PROBLEM TO SOLVE:
Lines that contain the string "bool" are the ones to list; copy all of them from the records.

DATA FOR PROCESSING:
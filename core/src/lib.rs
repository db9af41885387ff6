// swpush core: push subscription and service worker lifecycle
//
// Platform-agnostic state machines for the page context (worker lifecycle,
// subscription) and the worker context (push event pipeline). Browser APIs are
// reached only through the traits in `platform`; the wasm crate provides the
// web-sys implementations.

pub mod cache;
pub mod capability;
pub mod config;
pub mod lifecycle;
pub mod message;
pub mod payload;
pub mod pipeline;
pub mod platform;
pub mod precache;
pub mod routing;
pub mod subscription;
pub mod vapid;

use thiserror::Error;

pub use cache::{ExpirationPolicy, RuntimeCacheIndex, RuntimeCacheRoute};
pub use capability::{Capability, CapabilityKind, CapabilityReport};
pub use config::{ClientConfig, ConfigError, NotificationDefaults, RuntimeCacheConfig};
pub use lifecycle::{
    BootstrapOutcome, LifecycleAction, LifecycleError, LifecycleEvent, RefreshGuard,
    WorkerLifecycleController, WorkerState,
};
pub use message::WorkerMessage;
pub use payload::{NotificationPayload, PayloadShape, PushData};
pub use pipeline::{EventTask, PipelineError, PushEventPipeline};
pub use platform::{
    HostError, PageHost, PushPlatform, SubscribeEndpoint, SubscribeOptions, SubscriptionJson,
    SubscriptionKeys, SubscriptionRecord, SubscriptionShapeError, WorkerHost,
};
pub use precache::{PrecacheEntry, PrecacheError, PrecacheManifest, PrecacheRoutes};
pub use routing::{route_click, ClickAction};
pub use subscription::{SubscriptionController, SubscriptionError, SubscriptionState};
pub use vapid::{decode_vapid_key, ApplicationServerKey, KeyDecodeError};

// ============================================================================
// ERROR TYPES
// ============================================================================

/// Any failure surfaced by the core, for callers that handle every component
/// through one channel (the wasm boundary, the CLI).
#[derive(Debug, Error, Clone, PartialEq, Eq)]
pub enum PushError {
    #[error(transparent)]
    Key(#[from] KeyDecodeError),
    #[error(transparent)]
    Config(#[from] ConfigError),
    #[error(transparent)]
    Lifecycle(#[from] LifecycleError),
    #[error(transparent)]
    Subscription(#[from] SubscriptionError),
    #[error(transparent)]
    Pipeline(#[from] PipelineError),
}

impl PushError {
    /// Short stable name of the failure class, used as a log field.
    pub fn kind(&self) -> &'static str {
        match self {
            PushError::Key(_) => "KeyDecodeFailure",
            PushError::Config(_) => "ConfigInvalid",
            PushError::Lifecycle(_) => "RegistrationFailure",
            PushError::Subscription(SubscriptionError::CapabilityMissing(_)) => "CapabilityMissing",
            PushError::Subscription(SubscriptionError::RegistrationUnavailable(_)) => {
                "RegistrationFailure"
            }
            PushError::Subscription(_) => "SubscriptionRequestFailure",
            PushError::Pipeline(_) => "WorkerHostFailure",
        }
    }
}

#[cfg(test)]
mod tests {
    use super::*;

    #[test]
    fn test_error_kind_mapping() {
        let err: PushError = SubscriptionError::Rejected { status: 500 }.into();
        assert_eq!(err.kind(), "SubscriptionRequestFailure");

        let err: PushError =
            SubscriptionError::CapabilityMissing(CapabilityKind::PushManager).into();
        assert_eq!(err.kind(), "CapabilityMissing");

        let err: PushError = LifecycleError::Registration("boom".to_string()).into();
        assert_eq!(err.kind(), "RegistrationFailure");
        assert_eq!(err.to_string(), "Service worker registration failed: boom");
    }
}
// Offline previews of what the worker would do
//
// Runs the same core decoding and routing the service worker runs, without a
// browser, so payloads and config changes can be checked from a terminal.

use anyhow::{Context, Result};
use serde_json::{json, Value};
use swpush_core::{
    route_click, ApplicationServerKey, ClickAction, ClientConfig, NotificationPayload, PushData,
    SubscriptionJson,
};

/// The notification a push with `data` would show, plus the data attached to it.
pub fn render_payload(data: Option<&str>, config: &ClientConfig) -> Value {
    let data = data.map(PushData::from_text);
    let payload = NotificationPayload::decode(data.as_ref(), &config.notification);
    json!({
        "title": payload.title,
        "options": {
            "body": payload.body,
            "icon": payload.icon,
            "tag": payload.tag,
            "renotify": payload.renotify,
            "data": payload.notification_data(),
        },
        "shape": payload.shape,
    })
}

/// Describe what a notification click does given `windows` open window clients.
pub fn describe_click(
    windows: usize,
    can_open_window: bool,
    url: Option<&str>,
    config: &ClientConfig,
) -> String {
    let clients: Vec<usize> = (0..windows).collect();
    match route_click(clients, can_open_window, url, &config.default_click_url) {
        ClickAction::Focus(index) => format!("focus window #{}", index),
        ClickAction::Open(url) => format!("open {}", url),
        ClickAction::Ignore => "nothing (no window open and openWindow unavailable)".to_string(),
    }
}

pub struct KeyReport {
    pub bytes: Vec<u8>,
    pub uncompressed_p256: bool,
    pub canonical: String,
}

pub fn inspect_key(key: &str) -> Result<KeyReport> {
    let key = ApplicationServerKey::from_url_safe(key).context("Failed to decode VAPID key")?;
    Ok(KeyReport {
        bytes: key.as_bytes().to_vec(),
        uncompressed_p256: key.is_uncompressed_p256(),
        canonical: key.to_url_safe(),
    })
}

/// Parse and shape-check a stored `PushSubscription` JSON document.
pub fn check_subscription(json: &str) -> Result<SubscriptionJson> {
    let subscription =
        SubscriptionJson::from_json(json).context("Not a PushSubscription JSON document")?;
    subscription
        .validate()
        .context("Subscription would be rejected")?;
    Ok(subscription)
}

ANSWER BOX:
    can_open_window: bool,
    pub uncompressed_p256: bool,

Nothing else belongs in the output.